Radical Honesty on uglychart.com
I found this article on Radical Honesty in Esquire to be hilarious. The author interviews Brad Blanton, a psychotherapist who started the movement - which is to tell nothing but the truth all the time. The interview is great because it is totally honest:
“My boss says you sound like a dick,” I say.
“Tell your boss he’s a dick,” he says.
“I’m glad you picked your nose just now,” I say. “Because it was funny and disgusting, and it’ll make a good detail for the article.”
This Blanton sounds like quite an interesting guy.
Also the idea is interesting. Blanton thinks of honesty as a crude compassion. But the author talks about how most of us are dishonest because we think it is cruel to be honest.

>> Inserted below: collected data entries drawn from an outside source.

//! The tag pipeline: version → commits → pull requests → changelog → tag.

use chrono::NaiveDate;

use crate::boundary::BoundaryWarning;
use crate::config::Config;
use crate::domain::{
    contributors, has_releasable_changes, latest_version_tag, next_version, Changelog,
    ChangelogStyle, ReleaseTag, Version, VersionBump, VersionPolicy,
};
use crate::error::Result;
use crate::forge::{Correlation, ForgeApi, PullRequestCorrelator};
use crate::git::Repository;
use crate::publish::{PublishState, TagPublisher};
use crate::ui;

/// Arguments for the tag workflow, decoupled from clap
#[derive(Debug, Clone, PartialEq)]
pub struct TagArgs {
    /// Explicit release version; computed from the latest tag when absent
    pub version: Option<String>,
    /// Release branch pull requests must be merged into
    pub base: String,
    /// `Some` when semantic versioning is requested
    pub semver_bump: Option<VersionBump>,
    pub dry_run: bool,
    /// Repository name on the forge
    pub component: String,
}

impl TagArgs {
    fn policy(&self) -> VersionPolicy {
        match self.semver_bump {
            Some(bump) => VersionPolicy::Semantic(bump),
            None => VersionPolicy::Plain,
        }
    }
}

/// How a tag run ended
#[derive(Debug, Clone, PartialEq)]
pub enum TagOutcome {
    /// Nothing new since the last release; no tag was made
    NothingToRelease,
    Released {
        tag: ReleaseTag,
        changelog: Changelog,
        state: PublishState,
    },
}

/// Run the whole tag pipeline against the given repository and forge.
///
/// `today` is the date written into the tag sign-off.
pub fn run_tag_workflow(
    args: &TagArgs,
    config: &Config,
    repo: &dyn Repository,
    forge: &dyn ForgeApi,
    today: NaiveDate,
) -> Result<TagOutcome> {
    let latest = latest_version_tag(&repo.tags_reachable_from_head()?)?;
    let latest_name = latest.as_ref().map(|t| t.name.clone());
    if latest.is_none() {
        ui::msg_info("There are no tags yet in this repository.");
    }

    let version = match &args.version {
        Some(explicit) => Version::parse(explicit)?,
        None => next_version(latest.as_ref().map(|t| &t.version), args.policy())?,
    };
    let version_string = version.to_string();
    let bump_name = args.semver_bump.map(|b| b.name());

    ui::print_release_banner(&ui::ReleaseBanner {
        component: &args.component,
        version: &version_string,
        base: &args.base,
        semver_bump: bump_name,
    });
    log::debug!(
        "Current release: {:?}, new release: {}, tag name: {}",
        latest_name,
        version,
        version.tag_name()
    );

    let commits = repo.commits_since(latest_name.as_deref())?;
    ui::msg_info(&format!(
        "Found {} commits since {} in {}:",
        commits.len(),
        latest_name.as_deref().unwrap_or("the beginning"),
        args.base
    ));
    for commit in &commits {
        log::debug!("{} {}", commit.hash, commit.subject);
    }

    let marker = &config.changelog.post_release_marker;
    if !has_releasable_changes(&commits, marker) {
        let warning = if commits.is_empty() {
            BoundaryWarning::NoNewCommits {
                latest_tag: latest_name,
            }
        } else {
            BoundaryWarning::OnlyVersionBump {
                latest_tag: latest_name,
            }
        };
        ui::display_boundary_warning(&warning);
        return Ok(TagOutcome::NothingToRelease);
    }

    let repository = format!("{}/{}", config.forge.owner, args.component);
    let correlator =
        PullRequestCorrelator::new(forge, repository, &args.base, config.forge.pacing());
    let correlations = correlator.correlate_all(&commits);

    let style = ChangelogStyle::for_component(&args.component, &config.changelog.compact_components);
    let changelog = Changelog::assemble(
        correlations.iter().filter_map(Correlation::as_match),
        commits.len(),
        style,
    );
    ui::msg_ok(&format!(
        "Collected summaries from {} pull requests ({} commits).",
        changelog.unique_entries(),
        changelog.commits_processed()
    ));

    let tag = ReleaseTag::prepare(&version, &changelog, &contributors(&commits, marker), today);
    let publisher = TagPublisher::new(repo, &config.forge.remote, &args.base, args.dry_run);
    let state = publisher.publish(&tag)?;

    Ok(TagOutcome::Released {
        tag,
        changelog,
        state,
    })
}
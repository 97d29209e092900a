use serde::Deserialize;

use crate::error::AppError;
use crate::models::{Book, is_valid_publication_year};

pub const INVALID_BOOK: &str =
    "Invalid book data. Judul and Author are required, TahunTerbit must be between 1000-2024";
pub const INVALID_YEAR: &str = "TahunTerbit must be between 1000-2024";

/// Missing fields decode as empty/zero and fail validation.
#[derive(Debug, Default, Deserialize)]
#[serde(default)]
pub struct CreateBookRequest {
    #[serde(rename = "judul")]
    pub title: String,
    pub author: String,
    #[serde(rename = "tahun_terbit")]
    pub year: i32,
}

impl CreateBookRequest {
    pub fn into_book(self) -> Result<Book, AppError> {
        let title = self.title.trim();
        let author = self.author.trim();
        if title.is_empty() || author.is_empty() || !is_valid_publication_year(self.year) {
            return Err(AppError::validation(INVALID_BOOK));
        }
        Ok(Book::new(title.to_string(), author.to_string(), self.year))
    }
}

/// Partial update. Empty strings and a zero year leave the field unchanged.
#[derive(Debug, Default, Deserialize)]
#[serde(default)]
pub struct UpdateBookRequest {
    #[serde(rename = "judul")]
    pub title: Option<String>,
    pub author: Option<String>,
    #[serde(rename = "tahun_terbit")]
    pub year: Option<i32>,
}

impl UpdateBookRequest {
    /// Validates before touching `book`, so a rejected request changes nothing.
    pub fn apply_to(self, book: &mut Book) -> Result<(), AppError> {
        let year = match self.year {
            None | Some(0) => None,
            Some(year) if is_valid_publication_year(year) => Some(year),
            Some(_) => return Err(AppError::validation(INVALID_YEAR)),
        };

        if let Some(title) = non_blank(self.title) {
            book.title = title;
        }
        if let Some(author) = non_blank(self.author) {
            book.author = author;
        }
        if let Some(year) = year {
            book.year = year;
        }
        Ok(())
    }
}

fn non_blank(value: Option<String>) -> Option<String> {
    value
        .map(|v| v.trim().to_string())
        .filter(|v| !v.is_empty())
}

Honesty is also just really funny, for some reason. For people to just say what is on their minds makes me laugh. Like when the author tells his conversing barber “You know, I’m tired. I have a cold. I don’t want to talk anymore. I want to read.” And the barber says “fine - go ahead and read.”
But the author’s experiment with radical honesty leads to some insights:
That’s one thing I’ve noticed: When I am radically honest, people become radically honest themselves.
I’m all for Radical Honesty in everyday life - but I think it would be very difficult and take a lot of courage. I try to be honest, and maybe I’ll try to be a little more radically honest in my day to day life. But on a blog, it shouldn’t be that difficult, right? That’s the appeal of a blog, isn’t it? A radically honest look into someone’s life? Actually it seems to me that the more radically honest the blog, the more interesting I find it.
So if I believe this, I should make this blog as radically honest as I can. Okay, I may give this a try but I need a couple of weeks to think it over.